I knew my body was screaming for attention, I knew I needed to get myself to the doctor, and I knew very well I needed to take care of myself before I can take care of others. But all these didn’t lead me to doing what I know was right. I pushed on and on and then that very day I just couldn’t do anything at all.
Well, I did try, but the pain, sore and aching bones and joints, the constant hammering in my head led me to remaining motionless and still in the living room while I watched my two girls keeping themselves occupied. The toys all over, the crazy mess, the biscuit crumbs over the floor… all these didn’t matter anymore.
When the father came home that day, with him also feeling under the weather, I surrendered. Not giving anymore thoughts into what if and can he handle the girls alone. I just had to go get myself lots of rest and sleep. With two extra strong Panadol and a good 12 hours of sleep, I was able to continue my routine the next day.
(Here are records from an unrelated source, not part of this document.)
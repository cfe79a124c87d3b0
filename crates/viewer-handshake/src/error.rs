//! ハンドシェイクのエラー型

use thiserror::Error;
use viewer_proto::ProtoError;

use crate::HandshakeState;

/// ハンドシェイク操作のエラー
#[derive(Debug, Error)]
pub enum HandshakeError {
    /// Disconnected 以外の状態で connect した
    #[error("handshake already in progress ({0})")]
    AlreadyConnected(HandshakeState),
    /// 現在の状態で想定していないフレーム・イベント
    ///
    /// 入出力ソケット間の順序入れ替わりで一時的に起こりうる。
    #[error("protocol desync while {state}: {reason}")]
    ProtocolDesync {
        state: HandshakeState,
        reason: String,
    },
    /// フレームの解析失敗
    #[error(transparent)]
    Proto(#[from] ProtoError),
}

impl HandshakeError {
    pub(crate) fn desync(state: HandshakeState, reason: impl Into<String>) -> Self {
        HandshakeError::ProtocolDesync {
            state,
            reason: reason.into(),
        }
    }
}
//! セッション情報
//!
//! リダイレクト受信時に生成され、切断または明示的な停止で破棄される。
//! クライアントインスタンスごとに高々一つ。

use viewer_proto::{Redirect, SessionHeader};
use viewer_transport::Endpoint;

/// 確立中・確立済みのセッション
#[derive(Debug, Clone, PartialEq, Eq)]
pub struct Session {
    /// bootstrap で使ったパスワード
    pub password: String,
    /// リダイレクト先ホスト
    pub host: String,
    /// リダイレクト先ポート
    pub port: u16,
    /// エンジンのプロトコルバージョン
    pub protocol_version: String,
    /// bootstrap で受け取ったセキュリティ鍵
    pub security_key: String,
    /// output 接続で受け取ったソケット鍵（ヘッダー要求前は None）
    pub socket_key: Option<String>,
}

impl Session {
    pub fn from_redirect(password: String, redirect: Redirect) -> Self {
        Session {
            password,
            host: redirect.host,
            port: redirect.port,
            protocol_version: redirect.version,
            security_key: redirect.security_key,
            socket_key: None,
        }
    }

    /// 入出力接続の接続先
    pub fn endpoint(&self, secure: bool) -> Endpoint {
        Endpoint::new(self.host.clone(), self.port).with_secure(secure)
    }

    /// ソケット鍵が揃っていればセッションヘッダーを組み立てる
    pub fn header(&self) -> Option<SessionHeader> {
        let socket_key = self.socket_key.clone()?;
        Some(SessionHeader {
            version: self.protocol_version.clone(),
            security_key: self.security_key.clone(),
            socket_key,
        })
    }
}

#[cfg(test)]
mod tests {
    use super::*;

    fn redirect() -> Redirect {
        Redirect::parse(r#"{"host":"h","port":9003,"version":"1.0","securityKey":"k"}"#).unwrap()
    }

    #[test]
    fn test_header_requires_socket_key() {
        let mut session = Session::from_redirect("bob".into(), redirect());
        assert!(session.header().is_none());

        session.socket_key = Some("sk".into());
        let header = session.header().unwrap();
        assert_eq!(header.version, "1.0");
        assert_eq!(header.security_key, "k");
        assert_eq!(header.socket_key, "sk");
    }

    #[test]
    fn test_endpoint_from_redirect() {
        let session = Session::from_redirect("bob".into(), redirect());
        assert_eq!(session.endpoint(false).url(), "ws://h:9003");
        assert_eq!(session.endpoint(true).url(), "wss://h:9003");
    }
}
//! # viewer-handshake
//!
//! 二段階ハンドシェイクの状態機械。
//!
//! ## 状態遷移
//!
//! ```text
//! Disconnected ──connect──→ AwaitingRedirect
//!   (bootstrap open: {"password", "canRender"} 送信)
//! AwaitingRedirect ──redirect 受信──→ AwaitingHeaderRequest
//!   (bootstrap を閉じ、input / output を開く)
//! AwaitingHeaderRequest ──socketKey 受信──→ AwaitingHeaderAck
//!   (input にセッションヘッダー送信)
//! AwaitingHeaderAck ──最初の通常フレーム──→ Ready
//!
//! 任意の状態 ──ソケットエラー / 想定外の close──→ Disconnected（再試行なし）
//! ```
//!
//! 専用の ACK は無い。ヘッダー送信後のトラフィックはすべて通常フレームとして扱う。

pub mod error;
pub mod manager;
pub mod session;

pub use error::HandshakeError;
pub use manager::HandshakeManager;
pub use session::Session;

/// ヘッダー要求前に届いたフレームを保持する上限
pub const DEFAULT_MAX_PENDING_FRAMES: usize = 256;

/// ハンドシェイクの状態
#[derive(Debug, Clone, Copy, PartialEq, Eq)]
pub enum HandshakeState {
    Disconnected,
    AwaitingRedirect,
    AwaitingHeaderRequest,
    AwaitingHeaderAck,
    Ready,
}

impl HandshakeState {
    pub fn as_str(&self) -> &'static str {
        match self {
            HandshakeState::Disconnected => "disconnected",
            HandshakeState::AwaitingRedirect => "awaiting-redirect",
            HandshakeState::AwaitingHeaderRequest => "awaiting-header-request",
            HandshakeState::AwaitingHeaderAck => "awaiting-header-ack",
            HandshakeState::Ready => "ready",
        }
    }

    /// ヘッダー送信済みで通常トラフィックを処理できるか
    pub fn accepts_traffic(&self) -> bool {
        matches!(self, HandshakeState::AwaitingHeaderAck | HandshakeState::Ready)
    }
}

impl core::fmt::Display for HandshakeState {
    fn fmt(&self, f: &mut core::fmt::Formatter<'_>) -> core::fmt::Result {
        f.write_str(self.as_str())
    }
}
This period was probably one of the hardest I’ve ever experienced since I became a mum. It really takes a lot of care and discipline to maintain a healthy mind and body. And it is even more important for mums to take proper care of ourselves, because the family needs me more than I needed myself. This a lesson learned.
From now on, I would leave whatever there may be waiting for my attention and action till the following day. No more late night blogging, replying of emails, preparing the campaign pitch not even any leisure activity. When it’s time to sleep, I MUST sleep. Because I don’t want to suffer the same torture I did to myself and my body.